Chemotherapy regimens containing alkylating agents result in primordial follicle death and premature ovarian failure. Depending on the age and the type/dose of chemotherapy, some women may continue to menstruate. Our aim was to ascertain the impact of chemotherapy on ovarian reserve in patients who previously received chemotherapy by response to controlled ovarian hyper stimulation (COH) and anti-mullerian hormone (AMH) levels. Prospective study with retrospective controls. 45 cancer patients underwent controlled ovarian stimulation for IVF before (30 patients, 30 IVF cycles) or after (15 patients, 30 IVF cycles) chemotherapy. Patients with basal serum FSH >13mIU/mL or E2>70pg/ml were excluded. AMH was measured on previously stored serum samples from the day of initiation of the ovarian stimulation. Mean ages and baseline FSH levels of pre- and postchemotherapy IVF patients were similar (36.8±0.91 vs. 36.3±1).

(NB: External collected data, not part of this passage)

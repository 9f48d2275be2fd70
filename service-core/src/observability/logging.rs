use opentelemetry::KeyValue;
use opentelemetry_otlp::WithExportConfig;
use opentelemetry_sdk::{Resource, runtime, trace as sdktrace};
use tracing_subscriber::{layer::SubscriberExt, util::SubscriberInitExt};

/// Install the global subscriber: env filter, flattened JSON events, and an
/// OTLP exporter when `otlp_endpoint` is set.
pub fn init_tracing(service_name: &str, log_level: &str, otlp_endpoint: Option<&str>) {
    let env_filter = tracing_subscriber::EnvFilter::try_from_default_env()
        .unwrap_or_else(|_| tracing_subscriber::EnvFilter::new(log_level));

    let telemetry = otlp_endpoint.and_then(|endpoint| {
        let otlp_exporter = opentelemetry_otlp::new_exporter()
            .tonic()
            .with_endpoint(endpoint);

        match opentelemetry_otlp::new_pipeline()
            .tracing()
            .with_exporter(otlp_exporter)
            .with_trace_config(sdktrace::config().with_resource(Resource::new(vec![
                KeyValue::new("service.name", service_name.to_string()),
            ])))
            .install_batch(runtime::Tokio)
        {
            Ok(tracer) => Some(tracing_opentelemetry::layer().with_tracer(tracer)),
            Err(e) => {
                eprintln!(
                    "Failed to initialize OTLP tracer for service '{}' at endpoint '{}': {}; continuing with local logs only",
                    service_name, endpoint, e
                );
                None
            }
        }
    });

    tracing_subscriber::registry()
        .with(env_filter)
        .with(telemetry)
        .with(
            tracing_subscriber::fmt::layer()
                .with_file(true)
                .with_line_number(true)
                .json()
                .flatten_event(true),
        )
        .init();
}
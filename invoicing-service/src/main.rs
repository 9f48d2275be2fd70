//! Invoicing Service entry point.

use invoicing_service::config::InvoicingConfig;
use invoicing_service::services::init_metrics;
use invoicing_service::startup::Application;

use service_core::observability::init_tracing;
use tokio::signal;

async fn shutdown_signal() {
    let ctrl_c = async {
        signal::ctrl_c()
            .await
            .expect("Failed to install Ctrl+C handler");
    };

    #[cfg(unix)]
    let terminate = async {
        signal::unix::signal(signal::unix::SignalKind::terminate())
            .expect("Failed to install SIGTERM handler")
            .recv()
            .await;
    };

    #[cfg(not(unix))]
    let terminate = std::future::pending::<()>();

    tokio::select! {
        _ = ctrl_c => {},
        _ = terminate => {},
    }

    tracing::info!("Shutdown signal received, starting graceful shutdown");
}

#[tokio::main]
async fn main() -> std::io::Result<()> {
    // Load configuration
    let config = InvoicingConfig::from_env().map_err(|e| {
        eprintln!("Failed to load configuration: {}", e);
        std::io::Error::other(format!("Configuration error: {}", e))
    })?;

    // Initialize tracing
    init_tracing(
        &config.service_name,
        &config.log_level,
        config.otlp_endpoint.as_deref(),
    );

    tracing::info!(
        version = env!("CARGO_PKG_VERSION"),
        otlp_endpoint = ?config.otlp_endpoint,
        "Starting invoicing-service"
    );

    // Initialize metrics
    init_metrics();

    tracing::info!(
        service_name = %config.service_name,
        http_port = %config.common.port,
        default_currency = %config.default_currency,
        max_approval_levels = config.max_approval_levels,
        "Configuration loaded"
    );

    // Build and run application
    let app = Application::build(config).await.map_err(|e| {
        tracing::error!(error = %e, "Failed to build application");
        std::io::Error::other(format!("Application build error: {}", e))
    })?;

    // Run with graceful shutdown
    tokio::select! {
        result = app.run_until_stopped() => {
            if let Err(e) = result {
                tracing::error!(error = %e, "Application error");
                return Err(e);
            }
        }
        _ = shutdown_signal() => {
            tracing::info!("Graceful shutdown initiated");
        }
    }

    tracing::info!("Service shutdown complete");
    Ok(())
}
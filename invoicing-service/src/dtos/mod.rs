pub mod invoices;

pub use invoices::{
    ApproverRequest, CreateInvoiceRequest, DecisionRequest, InvoiceListParams,
    SubmitForApprovalRequest,
};
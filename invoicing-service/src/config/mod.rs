//! Configuration module for invoicing-service.

use service_core::config::{self as core_config, env_or};
use service_core::error::AppError;
use std::env;

#[derive(Debug, Clone)]
pub struct InvoicingConfig {
    pub common: core_config::Config,
    pub service_name: String,
    pub service_version: String,
    pub log_level: String,
    pub otlp_endpoint: Option<String>,
    pub default_currency: String,
    /// Upper bound on approval levels per invoice.
    pub max_approval_levels: usize,
}

impl InvoicingConfig {
    pub fn from_env() -> Result<Self, AppError> {
        let common = core_config::Config::load()?;

        let max_approval_levels = env_or("MAX_APPROVAL_LEVELS", 5usize);
        if max_approval_levels == 0 {
            return Err(AppError::ConfigError(anyhow::anyhow!(
                "MAX_APPROVAL_LEVELS must be at least 1"
            )));
        }

        Ok(Self {
            common,
            service_name: env::var("SERVICE_NAME")
                .unwrap_or_else(|_| "invoicing-service".to_string()),
            service_version: env::var("SERVICE_VERSION")
                .unwrap_or_else(|_| env!("CARGO_PKG_VERSION").to_string()),
            log_level: env::var("LOG_LEVEL").unwrap_or_else(|_| "info".to_string()),
            otlp_endpoint: env::var("OTLP_ENDPOINT").ok(),
            default_currency: env::var("DEFAULT_CURRENCY").unwrap_or_else(|_| "EUR".to_string()),
            max_approval_levels,
        })
    }
}
use axum::{
    Json,
    http::StatusCode,
    response::{IntoResponse, Response},
};
use serde::Serialize;
use thiserror::Error;

#[derive(Debug, Error)]
pub enum AppError {
    #[error("Validation error: {0}")]
    ValidationError(#[from] validator::ValidationErrors),

    #[error("Bad request: {0}")]
    BadRequest(anyhow::Error),

    #[error("Unprocessable entity: {0}")]
    UnprocessableEntity(anyhow::Error),

    #[error("Not found: {0}")]
    NotFound(anyhow::Error),

    #[error("Unauthorized: {0}")]
    Unauthorized(anyhow::Error),

    #[error("Forbidden: {0}")]
    Forbidden(anyhow::Error),

    #[error("Conflict: {0}")]
    Conflict(anyhow::Error),

    #[error("Internal server error: {0}")]
    InternalError(#[from] anyhow::Error),

    #[error("Service Unavailable")]
    ServiceUnavailable,

    #[error("Configuration error: {0}")]
    ConfigError(anyhow::Error),
}

impl From<config::ConfigError> for AppError {
    fn from(err: config::ConfigError) -> Self {
        AppError::ConfigError(anyhow::Error::new(err))
    }
}

impl From<std::io::Error> for AppError {
    fn from(err: std::io::Error) -> Self {
        AppError::InternalError(anyhow::Error::new(err))
    }
}

impl AppError {
    pub fn status_code(&self) -> StatusCode {
        match self {
            AppError::ValidationError(_) | AppError::UnprocessableEntity(_) => {
                StatusCode::UNPROCESSABLE_ENTITY
            }
            AppError::BadRequest(_) => StatusCode::BAD_REQUEST,
            AppError::NotFound(_) => StatusCode::NOT_FOUND,
            AppError::Unauthorized(_) => StatusCode::UNAUTHORIZED,
            AppError::Forbidden(_) => StatusCode::FORBIDDEN,
            AppError::Conflict(_) => StatusCode::CONFLICT,
            AppError::ServiceUnavailable => StatusCode::SERVICE_UNAVAILABLE,
            AppError::InternalError(_) | AppError::ConfigError(_) => {
                StatusCode::INTERNAL_SERVER_ERROR
            }
        }
    }

    /// Label used for error counters.
    pub fn kind(&self) -> &'static str {
        match self {
            AppError::ValidationError(_) => "validation",
            AppError::BadRequest(_) => "bad_request",
            AppError::UnprocessableEntity(_) => "unprocessable",
            AppError::NotFound(_) => "not_found",
            AppError::Unauthorized(_) => "unauthorized",
            AppError::Forbidden(_) => "forbidden",
            AppError::Conflict(_) => "conflict",
            AppError::InternalError(_) => "internal",
            AppError::ServiceUnavailable => "unavailable",
            AppError::ConfigError(_) => "config",
        }
    }
}

impl IntoResponse for AppError {
    fn into_response(self) -> Response {
        #[derive(Serialize)]
        struct ErrorResponse {
            error: String,
            #[serde(skip_serializing_if = "Option::is_none")]
            details: Option<String>,
        }

        let status = self.status_code();
        let (error_message, details) = match self {
            AppError::ValidationError(err) => {
                ("Validation error".to_string(), Some(err.to_string()))
            }
            // Domain messages are shown to the uploader verbatim.
            AppError::BadRequest(err)
            | AppError::UnprocessableEntity(err)
            | AppError::NotFound(err)
            | AppError::Unauthorized(err)
            | AppError::Forbidden(err)
            | AppError::Conflict(err) => (err.to_string(), None),
            AppError::InternalError(err) => {
                tracing::error!(error = ?err, "Internal server error");
                (
                    "Internal server error".to_string(),
                    Some(format!("{:#}", err)),
                )
            }
            AppError::ServiceUnavailable => ("Service unavailable".to_string(), None),
            AppError::ConfigError(err) => (
                "Configuration error".to_string(),
                Some(err.to_string()),
            ),
        };

        (
            status,
            Json(ErrorResponse {
                error: error_message,
                details,
            }),
        )
            .into_response()
    }
}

The mean interval from completion of chemotherapy to IVF was 8.03±1.32 years (range 1-23). Of the 30 IVF cycles in post-chemotherapy patients, 22 received alkylating agents and 8 did not (table 1). There were no significant differences between the study and control cycles regarding day-2 estradiol (E2), length of stimulation, total gonadotropin dose, and E2 on hCG day (table 2). Cycle cancellation rate was 20% and 26.67% for pre and post-chemotherapy patients, respectively. The number of oocytes retrieved and fertilized were significantly higher in pre-chemotherapy group (p<0.0001). Two clinical pregnancies were achieved in the postchemotherapy group, one ending in spontaneous abortion and the other in the delivery of a healthy baby (6.67% clinical pregnancy rate and 3.33% delivery rate per attempted cycle). All fertilized oocytes in the control group were cryopreserved at 2-pronuclei stage. Baseline AMH levels were significantly lower in post chemotherapy IVF patients compared to those who underwent IVF prior to chemotherapy (0.270 ±0.077 vs. 0.84±0.27 ng/ml, p=0.03). In the pre-chemotherapy group there was a positive correlation between the AMH levels and the number of oocytes retrieved (r=0.663, p=0.004). This correlation was not detected in the post chemotherapy group (r=0.205).Tabled 1Tabled 1 Ovarian reserve is significantly diminished in patients who previously received chemotherapy even if they have normal baseline FSH levels. Baseline AMH levels may be a better predictor of ovarian response than baseline FSH levels.